> [Records for this task]
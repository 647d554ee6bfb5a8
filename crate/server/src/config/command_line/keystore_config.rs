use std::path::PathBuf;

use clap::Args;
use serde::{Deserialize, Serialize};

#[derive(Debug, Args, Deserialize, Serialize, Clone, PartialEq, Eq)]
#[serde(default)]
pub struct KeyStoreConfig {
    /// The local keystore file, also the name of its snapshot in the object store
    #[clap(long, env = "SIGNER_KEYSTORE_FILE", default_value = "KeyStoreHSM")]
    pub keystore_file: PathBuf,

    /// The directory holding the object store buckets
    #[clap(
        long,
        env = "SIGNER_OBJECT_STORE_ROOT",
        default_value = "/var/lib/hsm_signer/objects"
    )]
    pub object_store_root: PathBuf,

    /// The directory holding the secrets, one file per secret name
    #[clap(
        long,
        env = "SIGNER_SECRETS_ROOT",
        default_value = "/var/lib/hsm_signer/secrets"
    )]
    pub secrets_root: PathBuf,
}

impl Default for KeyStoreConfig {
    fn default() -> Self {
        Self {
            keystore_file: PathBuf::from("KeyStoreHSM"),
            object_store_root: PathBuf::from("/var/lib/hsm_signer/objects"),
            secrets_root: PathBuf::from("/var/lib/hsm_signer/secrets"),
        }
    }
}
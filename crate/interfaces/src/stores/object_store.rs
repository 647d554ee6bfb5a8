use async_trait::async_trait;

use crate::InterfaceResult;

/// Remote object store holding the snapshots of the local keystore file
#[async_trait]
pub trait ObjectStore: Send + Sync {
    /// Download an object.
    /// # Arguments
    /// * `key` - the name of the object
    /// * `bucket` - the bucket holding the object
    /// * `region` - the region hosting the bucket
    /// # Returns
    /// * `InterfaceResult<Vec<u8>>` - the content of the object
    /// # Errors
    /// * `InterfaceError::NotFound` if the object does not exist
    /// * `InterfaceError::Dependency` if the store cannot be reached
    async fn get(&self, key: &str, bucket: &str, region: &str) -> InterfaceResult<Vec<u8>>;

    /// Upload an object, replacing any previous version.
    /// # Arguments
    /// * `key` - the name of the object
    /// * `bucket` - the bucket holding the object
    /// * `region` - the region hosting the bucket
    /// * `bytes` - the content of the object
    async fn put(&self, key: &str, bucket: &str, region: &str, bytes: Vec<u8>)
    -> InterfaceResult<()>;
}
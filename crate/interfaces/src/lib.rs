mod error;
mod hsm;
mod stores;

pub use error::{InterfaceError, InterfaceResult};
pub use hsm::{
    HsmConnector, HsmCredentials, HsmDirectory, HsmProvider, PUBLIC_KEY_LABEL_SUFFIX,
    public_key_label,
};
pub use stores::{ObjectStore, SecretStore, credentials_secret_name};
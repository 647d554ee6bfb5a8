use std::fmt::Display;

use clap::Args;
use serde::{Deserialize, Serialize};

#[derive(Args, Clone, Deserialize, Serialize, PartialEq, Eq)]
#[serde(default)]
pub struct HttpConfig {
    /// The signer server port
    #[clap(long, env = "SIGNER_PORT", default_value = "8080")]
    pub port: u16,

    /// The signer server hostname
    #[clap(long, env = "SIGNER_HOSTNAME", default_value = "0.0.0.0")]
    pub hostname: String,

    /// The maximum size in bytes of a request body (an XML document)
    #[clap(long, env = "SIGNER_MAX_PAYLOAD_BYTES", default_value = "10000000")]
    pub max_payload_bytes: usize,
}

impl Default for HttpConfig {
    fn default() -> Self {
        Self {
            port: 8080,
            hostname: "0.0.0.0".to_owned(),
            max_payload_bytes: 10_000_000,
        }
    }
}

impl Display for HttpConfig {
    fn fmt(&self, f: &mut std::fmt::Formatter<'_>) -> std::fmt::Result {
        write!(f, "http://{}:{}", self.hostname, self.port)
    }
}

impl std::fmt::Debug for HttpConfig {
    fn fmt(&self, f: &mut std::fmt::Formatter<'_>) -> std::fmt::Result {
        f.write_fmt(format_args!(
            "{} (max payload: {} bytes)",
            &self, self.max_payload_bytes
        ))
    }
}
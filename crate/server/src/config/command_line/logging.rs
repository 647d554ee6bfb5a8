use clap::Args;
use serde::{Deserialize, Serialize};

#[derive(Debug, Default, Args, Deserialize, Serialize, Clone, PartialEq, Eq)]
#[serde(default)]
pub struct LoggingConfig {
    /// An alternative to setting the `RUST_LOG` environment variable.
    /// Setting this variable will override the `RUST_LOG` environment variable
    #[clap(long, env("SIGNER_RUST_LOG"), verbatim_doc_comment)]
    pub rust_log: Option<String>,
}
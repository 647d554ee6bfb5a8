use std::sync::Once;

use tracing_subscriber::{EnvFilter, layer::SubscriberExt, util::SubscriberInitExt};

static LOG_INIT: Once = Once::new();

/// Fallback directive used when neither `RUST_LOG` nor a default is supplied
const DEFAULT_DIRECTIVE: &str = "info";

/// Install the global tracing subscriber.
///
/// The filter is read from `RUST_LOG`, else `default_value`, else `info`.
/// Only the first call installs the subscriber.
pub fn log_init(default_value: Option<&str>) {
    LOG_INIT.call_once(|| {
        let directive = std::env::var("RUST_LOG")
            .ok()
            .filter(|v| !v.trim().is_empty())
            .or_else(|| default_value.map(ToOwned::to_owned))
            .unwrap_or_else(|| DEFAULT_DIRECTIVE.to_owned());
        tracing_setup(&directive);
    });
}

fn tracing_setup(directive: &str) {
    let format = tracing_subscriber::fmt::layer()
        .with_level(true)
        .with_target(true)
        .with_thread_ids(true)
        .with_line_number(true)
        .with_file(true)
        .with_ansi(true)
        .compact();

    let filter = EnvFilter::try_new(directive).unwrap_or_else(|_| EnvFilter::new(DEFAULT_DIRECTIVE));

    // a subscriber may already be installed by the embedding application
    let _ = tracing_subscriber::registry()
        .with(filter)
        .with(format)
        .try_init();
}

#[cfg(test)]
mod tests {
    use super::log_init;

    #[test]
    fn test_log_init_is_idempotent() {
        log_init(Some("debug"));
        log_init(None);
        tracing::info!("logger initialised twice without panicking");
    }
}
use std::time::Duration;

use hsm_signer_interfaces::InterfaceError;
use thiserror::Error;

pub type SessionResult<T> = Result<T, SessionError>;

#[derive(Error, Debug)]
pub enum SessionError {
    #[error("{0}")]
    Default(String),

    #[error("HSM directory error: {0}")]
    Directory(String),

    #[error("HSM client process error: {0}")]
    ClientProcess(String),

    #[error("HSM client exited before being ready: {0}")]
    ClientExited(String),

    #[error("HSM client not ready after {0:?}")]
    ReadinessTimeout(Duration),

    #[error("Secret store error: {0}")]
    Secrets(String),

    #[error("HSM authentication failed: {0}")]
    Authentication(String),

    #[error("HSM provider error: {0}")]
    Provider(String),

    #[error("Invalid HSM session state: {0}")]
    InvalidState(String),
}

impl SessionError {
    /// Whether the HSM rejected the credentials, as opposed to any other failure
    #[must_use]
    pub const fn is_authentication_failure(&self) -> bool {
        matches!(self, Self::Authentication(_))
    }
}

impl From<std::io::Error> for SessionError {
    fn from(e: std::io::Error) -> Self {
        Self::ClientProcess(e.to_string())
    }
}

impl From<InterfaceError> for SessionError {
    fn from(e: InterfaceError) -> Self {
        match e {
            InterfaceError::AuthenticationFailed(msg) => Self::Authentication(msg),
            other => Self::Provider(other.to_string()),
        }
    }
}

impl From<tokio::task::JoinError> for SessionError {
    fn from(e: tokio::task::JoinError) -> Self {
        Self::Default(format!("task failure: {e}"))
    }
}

> [What this task involves]
Go through the material line by line, tally each line containing "PathBuf", and give the total only.

> [Response to this exercise]
7